To do:
Where a line of the data below has the string "FixedTime", copy that line.

Records for the exercise:
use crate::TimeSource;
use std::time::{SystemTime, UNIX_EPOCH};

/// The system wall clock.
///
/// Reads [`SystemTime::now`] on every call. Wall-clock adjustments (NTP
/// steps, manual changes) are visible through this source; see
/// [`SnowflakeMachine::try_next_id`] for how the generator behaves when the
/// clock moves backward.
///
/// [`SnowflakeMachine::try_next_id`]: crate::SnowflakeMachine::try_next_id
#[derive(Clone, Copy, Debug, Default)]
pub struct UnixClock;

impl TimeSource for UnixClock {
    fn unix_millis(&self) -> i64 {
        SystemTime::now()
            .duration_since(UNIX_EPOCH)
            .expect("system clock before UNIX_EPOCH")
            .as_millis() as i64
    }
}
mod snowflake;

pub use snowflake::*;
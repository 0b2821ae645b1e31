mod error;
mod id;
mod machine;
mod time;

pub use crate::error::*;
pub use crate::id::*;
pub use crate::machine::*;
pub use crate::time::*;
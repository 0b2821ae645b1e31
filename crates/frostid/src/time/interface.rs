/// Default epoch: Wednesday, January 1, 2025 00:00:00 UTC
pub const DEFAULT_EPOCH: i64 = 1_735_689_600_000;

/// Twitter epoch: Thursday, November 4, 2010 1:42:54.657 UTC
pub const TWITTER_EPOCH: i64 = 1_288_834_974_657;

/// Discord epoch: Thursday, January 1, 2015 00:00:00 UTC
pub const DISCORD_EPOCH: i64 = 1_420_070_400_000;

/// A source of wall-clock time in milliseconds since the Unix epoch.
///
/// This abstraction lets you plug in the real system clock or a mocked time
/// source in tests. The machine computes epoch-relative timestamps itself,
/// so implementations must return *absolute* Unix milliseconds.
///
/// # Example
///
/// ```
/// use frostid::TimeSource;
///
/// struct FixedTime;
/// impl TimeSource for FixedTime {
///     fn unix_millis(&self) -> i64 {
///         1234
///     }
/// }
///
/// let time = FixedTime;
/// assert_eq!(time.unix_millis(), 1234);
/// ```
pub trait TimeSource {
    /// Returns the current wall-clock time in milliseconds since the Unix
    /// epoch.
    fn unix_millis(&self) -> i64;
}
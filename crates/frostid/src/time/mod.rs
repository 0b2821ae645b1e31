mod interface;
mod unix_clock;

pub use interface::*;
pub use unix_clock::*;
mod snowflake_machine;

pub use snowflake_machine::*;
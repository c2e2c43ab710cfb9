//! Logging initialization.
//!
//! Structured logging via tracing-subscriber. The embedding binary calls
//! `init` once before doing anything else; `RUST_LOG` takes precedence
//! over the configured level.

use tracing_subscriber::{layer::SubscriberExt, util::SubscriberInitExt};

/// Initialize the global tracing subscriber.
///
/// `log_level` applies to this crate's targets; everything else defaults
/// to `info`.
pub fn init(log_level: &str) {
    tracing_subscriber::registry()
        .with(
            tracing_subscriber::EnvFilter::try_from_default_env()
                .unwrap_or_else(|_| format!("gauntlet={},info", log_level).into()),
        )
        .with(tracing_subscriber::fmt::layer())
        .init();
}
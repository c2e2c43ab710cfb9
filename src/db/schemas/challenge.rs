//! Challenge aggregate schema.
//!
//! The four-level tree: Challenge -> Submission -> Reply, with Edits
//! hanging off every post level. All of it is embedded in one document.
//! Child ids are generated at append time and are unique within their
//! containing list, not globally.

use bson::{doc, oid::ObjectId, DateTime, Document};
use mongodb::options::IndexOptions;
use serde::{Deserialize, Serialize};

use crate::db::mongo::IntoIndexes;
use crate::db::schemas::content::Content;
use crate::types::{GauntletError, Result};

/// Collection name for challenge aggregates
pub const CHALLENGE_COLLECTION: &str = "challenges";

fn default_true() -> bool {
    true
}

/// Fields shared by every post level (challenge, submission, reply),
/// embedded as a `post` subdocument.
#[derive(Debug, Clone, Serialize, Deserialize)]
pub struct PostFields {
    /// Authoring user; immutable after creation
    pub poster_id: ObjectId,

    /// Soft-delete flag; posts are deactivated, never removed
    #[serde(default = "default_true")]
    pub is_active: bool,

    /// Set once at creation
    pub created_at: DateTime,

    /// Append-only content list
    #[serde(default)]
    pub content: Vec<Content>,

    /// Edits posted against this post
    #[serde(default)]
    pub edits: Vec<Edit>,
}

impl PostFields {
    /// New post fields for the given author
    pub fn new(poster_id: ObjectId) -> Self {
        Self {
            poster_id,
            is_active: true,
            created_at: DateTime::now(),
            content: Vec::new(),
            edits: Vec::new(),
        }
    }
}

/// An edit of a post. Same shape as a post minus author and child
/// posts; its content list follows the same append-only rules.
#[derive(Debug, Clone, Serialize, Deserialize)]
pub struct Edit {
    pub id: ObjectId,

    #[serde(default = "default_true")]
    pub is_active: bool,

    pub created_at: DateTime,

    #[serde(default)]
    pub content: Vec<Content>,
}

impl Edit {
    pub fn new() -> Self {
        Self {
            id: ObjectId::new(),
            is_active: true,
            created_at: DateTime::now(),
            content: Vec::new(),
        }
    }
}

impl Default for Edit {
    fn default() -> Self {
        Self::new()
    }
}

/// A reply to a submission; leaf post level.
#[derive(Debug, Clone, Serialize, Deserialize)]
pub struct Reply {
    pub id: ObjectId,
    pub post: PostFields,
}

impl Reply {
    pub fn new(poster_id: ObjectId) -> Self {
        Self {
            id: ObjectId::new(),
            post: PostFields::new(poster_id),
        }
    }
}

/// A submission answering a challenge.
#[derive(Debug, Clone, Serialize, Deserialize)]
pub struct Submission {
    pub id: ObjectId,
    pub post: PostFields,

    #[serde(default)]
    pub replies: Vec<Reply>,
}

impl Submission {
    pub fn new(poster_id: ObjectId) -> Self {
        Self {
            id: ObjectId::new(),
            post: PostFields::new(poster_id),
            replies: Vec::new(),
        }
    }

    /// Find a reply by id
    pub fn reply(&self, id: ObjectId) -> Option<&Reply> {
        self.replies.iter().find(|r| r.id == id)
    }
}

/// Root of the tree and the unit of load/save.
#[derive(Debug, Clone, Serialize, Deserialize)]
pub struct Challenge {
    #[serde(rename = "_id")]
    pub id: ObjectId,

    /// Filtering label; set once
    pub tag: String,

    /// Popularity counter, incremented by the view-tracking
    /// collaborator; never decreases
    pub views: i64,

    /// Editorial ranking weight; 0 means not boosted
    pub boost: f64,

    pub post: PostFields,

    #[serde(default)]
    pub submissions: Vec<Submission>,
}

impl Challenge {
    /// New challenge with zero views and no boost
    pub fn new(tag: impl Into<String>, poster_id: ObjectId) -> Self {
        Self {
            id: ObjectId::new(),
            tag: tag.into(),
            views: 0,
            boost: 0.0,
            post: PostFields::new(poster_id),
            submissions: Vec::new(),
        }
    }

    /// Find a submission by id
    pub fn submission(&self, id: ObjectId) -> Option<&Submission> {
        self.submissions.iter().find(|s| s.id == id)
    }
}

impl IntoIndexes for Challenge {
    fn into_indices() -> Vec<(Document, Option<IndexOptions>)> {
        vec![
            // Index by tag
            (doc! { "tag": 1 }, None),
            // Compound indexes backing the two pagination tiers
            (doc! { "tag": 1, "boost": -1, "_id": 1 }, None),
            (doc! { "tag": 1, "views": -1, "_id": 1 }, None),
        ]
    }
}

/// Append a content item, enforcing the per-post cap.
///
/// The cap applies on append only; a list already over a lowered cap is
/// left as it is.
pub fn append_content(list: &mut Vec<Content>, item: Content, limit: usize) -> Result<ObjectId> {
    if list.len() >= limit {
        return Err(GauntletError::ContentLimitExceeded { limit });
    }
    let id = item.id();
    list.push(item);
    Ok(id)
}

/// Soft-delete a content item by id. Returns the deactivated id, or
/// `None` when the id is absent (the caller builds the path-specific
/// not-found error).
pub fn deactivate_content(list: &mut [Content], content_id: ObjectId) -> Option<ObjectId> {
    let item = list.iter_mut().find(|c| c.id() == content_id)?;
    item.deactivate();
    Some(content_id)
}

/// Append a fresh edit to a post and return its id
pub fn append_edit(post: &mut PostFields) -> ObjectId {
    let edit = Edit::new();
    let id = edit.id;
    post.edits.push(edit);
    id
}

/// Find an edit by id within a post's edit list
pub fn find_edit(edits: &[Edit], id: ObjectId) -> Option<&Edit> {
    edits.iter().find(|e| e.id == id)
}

Result of this exercise:
/// struct FixedTime;
/// impl TimeSource for FixedTime {
/// let time = FixedTime;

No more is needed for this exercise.